情報の受け手側の問題

 分かりやすさの特性を説明すると、情報発信者を批判したくなるかもしれませんが、何の解決も得られないでしょう。専門家は金融業者、政策当局者、学者、メディア、さらにインフルエンサーも、真摯(しんし)な情報発信者がほとんどであり、ただそれぞれの立つ背景に沿って発信するというだけ。批判したところで、存在することが常態です。問題は情報の受け手自らが何をできるかに尽きます。

 それを理解するためには、まず情報の受け手側の問題でもあることを理解する必要があります。不確実性下でストレスにさらされる投資家は、何かにすがりたい欲求があり、明快な解答への渇望が強いため、分かりやすさをすんなり受け入れるし、分かりやすくないと受け入れない偏向を持ちがちです。

 第2に、相場について複数の異なる見方があるとき、最もシンプルなモノが受け入れられやすいという傾向があります。これは思考のコスト(=負担)を減らす経済性の原理が働くためと考えられます。相場分析の訓練を受けていない投資家にとって、面倒なモデル分析などは聞きたくもないブラックボックスであり、真っ先に排除するでしょう。

 第3に、単純化された分かりやすい情報は、相場と親和性が高く、投資家に溶け込みやすいのです。どんなに複雑な思考を巡らせても、投資としての具体化は買いか売りかのポジションに分かりやすく裁断され、その情報の正しさは相場がその通りになったかどうか、もうけか損かで分かりやすく判断します。さらに相場がトレンド化すると、低金利相場が新時代の幕開けといった分かりやすい信念にもなります。

分かりやすさのトリセツ

 分かりやすさの罠を回避し、生かすには何をすべきでしょう。個人投資家が分かりやすい情報に惑わされない抵抗力、批判力を持つには、DIY(Do It Yourself、自分で考える)のロジックを身につける、これに尽きます。身もふたもないと言われそうですが、私なりに工夫してきたことがあります。

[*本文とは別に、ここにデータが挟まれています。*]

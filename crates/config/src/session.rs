use serde::{Deserialize, Serialize};
use std::collections::hash_map::DefaultHasher;
use std::fs;
use std::hash::{Hash, Hasher};
use std::path::{Path, PathBuf};

/// One column's persisted filter selection.
#[derive(Debug, Clone, Serialize, Deserialize, Default)]
pub struct ColumnFilterState {
    pub column: String,
    /// Selected keys as display strings; "(Blanks)" names the blank key.
    pub selected: Vec<String>,
}

/// Per-grid view state, restored when the host reopens a view.
///
/// Views are identified by a host-supplied id and stored separately, one
/// file per view.
#[derive(Debug, Clone, Serialize, Deserialize, Default)]
#[serde(default)]
pub struct ViewSession {
    pub version: u32,
    pub view_id: String,
    pub scroll_offset: f32,
    pub filters: Vec<ColumnFilterState>,
    /// Whether the auto-fill confirmation banner was showing.
    pub confirmation_banner: bool,
}

impl ViewSession {
    pub fn new(view_id: impl Into<String>) -> Self {
        Self {
            version: 1,
            view_id: view_id.into(),
            ..Self::default()
        }
    }

    /// Get the views directory
    fn views_dir() -> PathBuf {
        dirs::config_dir()
            .unwrap_or_else(|| PathBuf::from("."))
            .join("gridflux")
            .join("views")
    }

    /// Hash a view id to create a unique filename
    fn hash_id(view_id: &str) -> String {
        let mut hasher = DefaultHasher::new();
        view_id.hash(&mut hasher);
        format!("{:016x}", hasher.finish())
    }

    /// Get session file path for a view
    fn view_path(view_id: &str) -> PathBuf {
        Self::views_dir().join(format!("{}.json", Self::hash_id(view_id)))
    }

    /// Load the saved session for a view
    pub fn load(view_id: &str) -> Option<Self> {
        Self::load_from(&Self::view_path(view_id))
    }

    /// Load a session from an explicit path
    pub fn load_from(path: &Path) -> Option<Self> {
        fs::read_to_string(path)
            .ok()
            .and_then(|s| serde_json::from_str(&s).ok())
    }

    /// Save this view's session
    pub fn save(&self) -> Result<(), String> {
        self.save_to(&Self::view_path(&self.view_id))
    }

    /// Save this session to an explicit path
    pub fn save_to(&self, path: &Path) -> Result<(), String> {
        if let Some(parent) = path.parent() {
            fs::create_dir_all(parent).map_err(|e| e.to_string())?;
        }
        let json = serde_json::to_string_pretty(self).map_err(|e| e.to_string())?;
        fs::write(path, json).map_err(|e| e.to_string())
    }

    /// List all saved view sessions by view id
    pub fn list_all() -> Vec<String> {
        let dir = Self::views_dir();
        let mut result = Vec::new();

        if let Ok(entries) = fs::read_dir(&dir) {
            for entry in entries.flatten() {
                if let Ok(contents) = fs::read_to_string(entry.path()) {
                    if let Ok(session) = serde_json::from_str::<ViewSession>(&contents) {
                        result.push(session.view_id);
                    }
                }
            }
        }

        result
    }
}
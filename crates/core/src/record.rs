//! Record access.
//!
//! Rows are opaque to the engine: every field read and write goes through
//! the `Record` trait, so the same code paths serve rows backed by a plain
//! field map and rows backed by host accessor functions. The strategy is
//! chosen per record at ingestion time.

use rustc_hash::FxHashMap;

use crate::address::ColumnKey;
use crate::value::FieldValue;

/// Stable identifier of a row's underlying item, independent of the row's
/// current position in the dataset.
pub type ItemId = u64;

/// Uniform field access over map-backed and accessor-backed rows.
pub trait Record {
    fn item_id(&self) -> ItemId;

    /// Read a field. Unknown columns read as `Empty`.
    fn get_field(&self, column: &ColumnKey) -> FieldValue;

    /// Write a field. Unknown columns are ignored.
    fn set_field(&mut self, column: &ColumnKey, value: FieldValue);
}

// =============================================================================
// MapRecord: plain field map
// =============================================================================

/// Record holding its fields directly in a map.
#[derive(Debug, Clone)]
pub struct MapRecord {
    item_id: ItemId,
    fields: FxHashMap<ColumnKey, FieldValue>,
}

impl MapRecord {
    pub fn new(item_id: ItemId) -> Self {
        Self {
            item_id,
            fields: FxHashMap::default(),
        }
    }

    pub fn with_field(mut self, column: impl Into<ColumnKey>, value: FieldValue) -> Self {
        self.fields.insert(column.into(), value);
        self
    }
}

impl Record for MapRecord {
    fn item_id(&self) -> ItemId {
        self.item_id
    }

    fn get_field(&self, column: &ColumnKey) -> FieldValue {
        self.fields.get(column).cloned().unwrap_or(FieldValue::Empty)
    }

    fn set_field(&mut self, column: &ColumnKey, value: FieldValue) {
        self.fields.insert(column.clone(), value);
    }
}

// =============================================================================
// AccessorRecord: host getter/setter functions over an opaque payload
// =============================================================================

type Getter<T> = Box<dyn Fn(&T) -> FieldValue>;
type Setter<T> = Box<dyn FnMut(&mut T, FieldValue)>;

/// Record backed by per-column accessor functions over a host payload.
///
/// Columns without a registered accessor read as `Empty` and ignore
/// writes, matching `MapRecord`'s unknown-column behavior.
pub struct AccessorRecord<T> {
    item_id: ItemId,
    payload: T,
    getters: FxHashMap<ColumnKey, Getter<T>>,
    setters: FxHashMap<ColumnKey, Setter<T>>,
}

impl<T> AccessorRecord<T> {
    pub fn new(item_id: ItemId, payload: T) -> Self {
        Self {
            item_id,
            payload,
            getters: FxHashMap::default(),
            setters: FxHashMap::default(),
        }
    }

    pub fn with_accessor(
        mut self,
        column: impl Into<ColumnKey>,
        get: impl Fn(&T) -> FieldValue + 'static,
        set: impl FnMut(&mut T, FieldValue) + 'static,
    ) -> Self {
        let column = column.into();
        self.getters.insert(column.clone(), Box::new(get));
        self.setters.insert(column, Box::new(set));
        self
    }

    pub fn payload(&self) -> &T {
        &self.payload
    }
}

impl<T> Record for AccessorRecord<T> {
    fn item_id(&self) -> ItemId {
        self.item_id
    }

    fn get_field(&self, column: &ColumnKey) -> FieldValue {
        match self.getters.get(column) {
            Some(get) => get(&self.payload),
            None => FieldValue::Empty,
        }
    }

    fn set_field(&mut self, column: &ColumnKey, value: FieldValue) {
        if let Some(set) = self.setters.get_mut(column) {
            set(&mut self.payload, value);
        }
    }
}

// =============================================================================
// RowSet: ordered records with an item-id index
// =============================================================================

/// Ordered collection of records with an item-id lookup.
///
/// Row indexes are positional; `remove` shifts later rows down and the
/// item-id index is rebuilt to match. Item ids must be unique.
pub struct RowSet {
    rows: Vec<Box<dyn Record>>,
    id_index: FxHashMap<ItemId, usize>,
}

impl Default for RowSet {
    fn default() -> Self {
        Self::new()
    }
}

impl RowSet {
    pub fn new() -> Self {
        Self {
            rows: Vec::new(),
            id_index: FxHashMap::default(),
        }
    }

    pub fn from_records(rows: Vec<Box<dyn Record>>) -> Self {
        let mut set = Self {
            rows,
            id_index: FxHashMap::default(),
        };
        set.rebuild_index();
        set
    }

    pub fn len(&self) -> usize {
        self.rows.len()
    }

    pub fn is_empty(&self) -> bool {
        self.rows.is_empty()
    }

    pub fn push(&mut self, record: Box<dyn Record>) {
        self.id_index.insert(record.item_id(), self.rows.len());
        self.rows.push(record);
    }

    pub fn get(&self, row: usize) -> Option<&dyn Record> {
        self.rows.get(row).map(|r| r.as_ref())
    }

    pub fn get_mut(&mut self, row: usize) -> Option<&mut dyn Record> {
        self.rows.get_mut(row).map(|r| r.as_mut() as &mut dyn Record)
    }

    /// Read a field; missing rows and unknown columns read as `Empty`.
    pub fn value(&self, row: usize, column: &ColumnKey) -> FieldValue {
        match self.rows.get(row) {
            Some(record) => record.get_field(column),
            None => FieldValue::Empty,
        }
    }

    /// Write a field. Returns false when the row does not exist.
    pub fn set_value(&mut self, row: usize, column: &ColumnKey, value: FieldValue) -> bool {
        match self.rows.get_mut(row) {
            Some(record) => {
                record.set_field(column, value);
                true
            }
            None => false,
        }
    }

    pub fn item_id(&self, row: usize) -> Option<ItemId> {
        self.rows.get(row).map(|r| r.item_id())
    }

    pub fn row_of_item(&self, item_id: ItemId) -> Option<usize> {
        self.id_index.get(&item_id).copied()
    }

    /// Remove a row, shifting later rows down one index.
    pub fn remove(&mut self, row: usize) -> Option<Box<dyn Record>> {
        if row >= self.rows.len() {
            return None;
        }
        let removed = self.rows.remove(row);
        self.rebuild_index();
        Some(removed)
    }

    pub fn iter(&self) -> impl Iterator<Item = &dyn Record> {
        self.rows.iter().map(|r| r.as_ref())
    }

    fn rebuild_index(&mut self) {
        self.id_index = self
            .rows
            .iter()
            .enumerate()
            .map(|(i, r)| (r.item_id(), i))
            .collect();
    }
}
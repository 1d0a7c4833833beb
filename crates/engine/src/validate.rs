//! Input parsing and validation for cell edits.
//!
//! `parse_input` turns raw editor text into a typed `FieldValue` for
//! the column, trying formats in a fixed order with early returns.
//!
//! ## Choice matching
//!
//! Choice membership is case-insensitive against the loaded option
//! list. A strict Choice column whose options have not loaded yet
//! accepts the value; strictness applies once the list is available.

use chrono::{NaiveDate, NaiveDateTime, NaiveTime};
use gridflux_core::column::{Column, DataType};
use gridflux_core::value::FieldValue;

use crate::error::ValidationError;

/// Parse raw editor input into a typed value for the column.
/// Whitespace-only input is a blank, whatever the column type.
pub fn parse_input(input: &str, column: &Column) -> Result<FieldValue, ValidationError> {
    let trimmed = input.trim();
    if trimmed.is_empty() {
        return Ok(FieldValue::Empty);
    }
    match column.data_type {
        // Raw text is kept as typed; "01" stays "01".
        DataType::Text | DataType::Choice => Ok(FieldValue::Text(input.to_string())),
        DataType::Number => parse_number(trimmed, column),
        DataType::Date => parse_date(trimmed, column),
        DataType::Bool => parse_bool(trimmed, column),
    }
}

fn parse_number(trimmed: &str, column: &Column) -> Result<FieldValue, ValidationError> {
    let n: f64 = trimmed.parse().map_err(|_| ValidationError::Parse {
        column: column.key.to_string(),
        input: trimmed.to_string(),
        expected: "a number",
    })?;
    if !n.is_finite() {
        return Err(ValidationError::NonFinite {
            column: column.key.to_string(),
        });
    }
    Ok(FieldValue::Number(n))
}

fn parse_date(trimmed: &str, column: &Column) -> Result<FieldValue, ValidationError> {
    if let Ok(dt) = NaiveDateTime::parse_from_str(trimmed, "%Y-%m-%d %H:%M") {
        return Ok(FieldValue::Date(dt));
    }
    for format in ["%Y-%m-%d", "%d/%m/%Y"] {
        if let Ok(date) = NaiveDate::parse_from_str(trimmed, format) {
            return Ok(FieldValue::Date(date.and_time(NaiveTime::MIN)));
        }
    }
    Err(ValidationError::Parse {
        column: column.key.to_string(),
        input: trimmed.to_string(),
        expected: "a date (YYYY-MM-DD)",
    })
}

fn parse_bool(trimmed: &str, column: &Column) -> Result<FieldValue, ValidationError> {
    match trimmed.to_ascii_lowercase().as_str() {
        "yes" | "y" | "true" | "1" => Ok(FieldValue::Bool(true)),
        "no" | "n" | "false" | "0" => Ok(FieldValue::Bool(false)),
        _ => Err(ValidationError::Parse {
            column: column.key.to_string(),
            input: trimmed.to_string(),
            expected: "yes or no",
        }),
    }
}

/// Validate a typed value against its column. Blank values always pass.
///
/// `options` is the column's loaded choice list; with `strict_choice`
/// set, a Choice value outside the list is rejected.
pub fn validate_value(
    value: &FieldValue,
    column: &Column,
    options: Option<&[String]>,
    strict_choice: bool,
) -> Result<(), ValidationError> {
    if value.is_blank() {
        return Ok(());
    }
    match (column.data_type, value) {
        (DataType::Number, FieldValue::Number(n)) if !n.is_finite() => {
            Err(ValidationError::NonFinite {
                column: column.key.to_string(),
            })
        }
        (DataType::Choice, FieldValue::Text(s)) if strict_choice => {
            let Some(options) = options else {
                return Ok(());
            };
            if options.iter().any(|o| o.eq_ignore_ascii_case(s.trim())) {
                Ok(())
            } else {
                Err(ValidationError::NotAnOption {
                    column: column.key.to_string(),
                    value: s.clone(),
                })
            }
        }
        _ => Ok(()),
    }
}
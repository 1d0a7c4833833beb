//! Field values and normalized grouping keys.
//!
//! `FieldValue` is the typed payload of a record field. `ValueKey` is its
//! normalized form, used for filter matching and distinct-value grouping:
//! dates collapse to day granularity, text is trimmed and lowercased,
//! blanks (empty or whitespace-only) collapse to a single key.

use chrono::{NaiveDate, NaiveDateTime, NaiveTime};
use ordered_float::OrderedFloat;
use serde::{Deserialize, Serialize};

/// Typed value of a single record field.
#[derive(Debug, Clone, PartialEq, Serialize, Deserialize)]
pub enum FieldValue {
    Empty,
    Text(String),
    Number(f64),
    Bool(bool),
    Date(NaiveDateTime),
}

impl Default for FieldValue {
    fn default() -> Self {
        FieldValue::Empty
    }
}

impl FieldValue {
    /// Blank means empty or whitespace-only text.
    pub fn is_blank(&self) -> bool {
        match self {
            FieldValue::Empty => true,
            FieldValue::Text(s) => s.trim().is_empty(),
            _ => false,
        }
    }

    /// Display string shown in a grid cell.
    pub fn display(&self) -> String {
        match self {
            FieldValue::Empty => String::new(),
            FieldValue::Text(s) => s.clone(),
            FieldValue::Number(n) => format_number(*n),
            FieldValue::Bool(b) => if *b { "Yes" } else { "No" }.to_string(),
            FieldValue::Date(dt) => {
                if dt.time() == NaiveTime::MIN {
                    dt.format("%Y-%m-%d").to_string()
                } else {
                    dt.format("%Y-%m-%d %H:%M").to_string()
                }
            }
        }
    }

    /// Normalized key for this value.
    pub fn key(&self) -> ValueKey {
        ValueKey::from_value(self)
    }
}

/// Format a number without a trailing fraction when it is integral.
pub fn format_number(n: f64) -> String {
    if n.fract() == 0.0 && n.abs() < 1e15 {
        format!("{}", n as i64)
    } else {
        format!("{}", n)
    }
}

/// Normalized key for filter matching and distinct-value grouping.
///
/// Stores the comparison form, not the display form: text is trimmed and
/// lowercased (digits untouched, so "01" and "1" remain distinct keys),
/// dates carry only the day, blanks collapse to `Blank`. A literal
/// "(Blanks)" string stays a `Text` key and never aliases `Blank`.
#[derive(Debug, Clone, PartialEq, Eq, Hash, PartialOrd, Ord)]
pub enum ValueKey {
    Blank,
    Bool(bool),
    Number(OrderedFloat<f64>),
    Date(NaiveDate),
    Text(String),
}

impl ValueKey {
    /// Build the normalized key for a field value.
    pub fn from_value(value: &FieldValue) -> Self {
        match value {
            FieldValue::Empty => ValueKey::Blank,
            FieldValue::Text(s) => {
                let trimmed = s.trim();
                if trimmed.is_empty() {
                    ValueKey::Blank
                } else {
                    ValueKey::Text(trimmed.to_lowercase())
                }
            }
            FieldValue::Number(n) => ValueKey::Number(OrderedFloat(*n)),
            FieldValue::Bool(b) => ValueKey::Bool(*b),
            FieldValue::Date(dt) => ValueKey::Date(dt.date()),
        }
    }

    /// Display string for distinct-value lists.
    pub fn display_string(&self) -> String {
        match self {
            ValueKey::Blank => "(Blanks)".to_string(),
            ValueKey::Bool(b) => if *b { "Yes" } else { "No" }.to_string(),
            ValueKey::Number(n) => format_number(n.0),
            ValueKey::Date(d) => d.format("%Y-%m-%d").to_string(),
            ValueKey::Text(s) => s.clone(),
        }
    }

    pub fn is_blank(&self) -> bool {
        matches!(self, ValueKey::Blank)
    }
}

 分かりやすさを突き詰めた上で、大元で揺るがないロジックの最も分かりやすい軸を踏まえるだけです。トウシルで3年間一貫して解説してきたのは、事実上、金利サイクルのみ。脇目も振らずにそれだけで、米株式の大金融相場の始まりも終わりもご案内し、今年3月や8月のラリーをトレンドでなくアヤとし、ドル/円も大相場の大半を取り込んできました。

 トウシルの解説では、個人投資家にとってブラックボックスになりかねないプロ向け分析モデルは封印し、相場の動きに必要なロジックを落とし込む方法を徹底しています。その究極形が金利を軸にしたサイクル投資です。コロナ禍という経験したことの無い事態に試行錯誤しながら図2に至ったことはご存じでしょう。ぜひここで確認したいのは、図2は相場の解答でなく、ロジックということです。情勢変化とともに、思考の軸を踏まえつつ、柔軟に対応していくためのツールです。

「○○は予想を外した」と怒りが湧く人、ちまたの情報提供のあり方に腹が立つ人には、ちょっと自問していただきたいのです。解答を求める他力本願になっていないか、DIYのロジックが十分確立していない表れではないか、と。DIY投資家であるなら、責任を全うできるのは、自らのロジックに基づく自らのポジションまでで、腹の立てようもありません。

 怒りがこみ上げるような外れた予想、真贋を問われる分かりやすい情報を、つい真に受けた自らの不明、他力本願を戒めとして考えられるまで、DIYロジックに習熟してほしいと願っています。

 そもそも昨今は、コロナ禍以降の高インフレ、金利上昇、景気悪化のサイクル曲がり道。しかも、これら三つには時間差があり、対応する株、債券、為替にも時間差があり、それぞれの中身にも時間差があり、その場その場のご都合での分かりやすさがかえって混乱を生みやすい場面です。分かりやすさを真に受けようもなく、冷静にロジックを考える好機といえます。